I believe there is an animated version that was broadcast on TV in Quebec when A was a kid and which was clearly close in spirit to the original. The way I can really tell it was close in spirit is not because A remembered all sorts of correct details but by her expression remembering them.

Date: 2012-05-08 08:03 pm (UTC)
pameladean: (Default)
From: [personal profile] pameladean
Those ignoramuses. How dare they.

And hey, "It is okay for anybody to have trickster characters who make bureaucrats look foolish" is a Great Moral Lesson, and a much more important one than the usual, if only because it is not that often heard.

I snarl in their general direction. I am glad Lilian was foresightful and brought her Bear.

P.

Date: 2012-05-08 09:21 pm (UTC)
From: [identity profile] gaaldine.livejournal.com
This is yet another conversation I seem to have on a daily basis . . . only it tends to come up as wanting to transform all books into "life lessons."

I hate that term, hate it hate it hate it.

I've even banned its use from time to time.

Date: 2012-05-08 11:28 pm (UTC)
From: [identity profile] mrissa.livejournal.com
Fun is a life lesson. Fun is one of the best life lessons.

Date: 2012-05-09 05:04 pm (UTC)
From: [identity profile] toadnae.livejournal.com
Thank you for telling me this - I was thinking about taking my nieces and I won't be now. That anti-authoritarian streak is one of the delights of Pippi Longstocking. Foo on them for messing with it.

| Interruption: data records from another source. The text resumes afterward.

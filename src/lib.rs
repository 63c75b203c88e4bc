//! Client-side sync core for collaborative venue seating layouts.
//!
//! Surfaces (layout editor, check-in desk) each run a [`room::Room`] per
//! event. The room merges local edits, pushed notifications, and pulled
//! canonical state into one reconciled view, and autosaves committed
//! geometry back to the canonical store.

pub mod autosave;
pub mod buffer;
pub mod channel;
pub mod checkin;
pub mod config;
pub mod frame;
pub mod geometry;
pub mod model;
pub mod notification;
pub mod reconcile;
pub mod room;
pub mod store;

#[cfg(test)]
pub mod test_helpers;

Date: 2012-05-09 05:09 pm (UTC)
From: [identity profile] mrissa.livejournal.com
In the school scene, Pippi ends up telling the kids that it's good to go to school and learn stuff, but it's also good to play.

In the scene at Tommy and Annika's mother's coffee party, Annika comforts Pippi that she will know how to behave better next time. This is never contradicted.

I am not kidding.

Date: 2012-05-09 11:24 pm (UTC)
From: [identity profile] miz-hatbox.livejournal.com
Did they add a part where Pippi starts taking Ritalin and becomes more docile than Annika?

Date: 2012-05-10 03:40 am (UTC)
From: [identity profile] mrissa.livejournal.com
Hee! (Thereby both undermining the original and offending people who actually have ADHD issues...)
Edited Date: 2012-05-10 03:41 am (UTC)

Date: 2012-05-12 02:49 am (UTC)
From: [identity profile] hypatia-j.livejournal.com
I am simply dumbfounded by this. Bleh.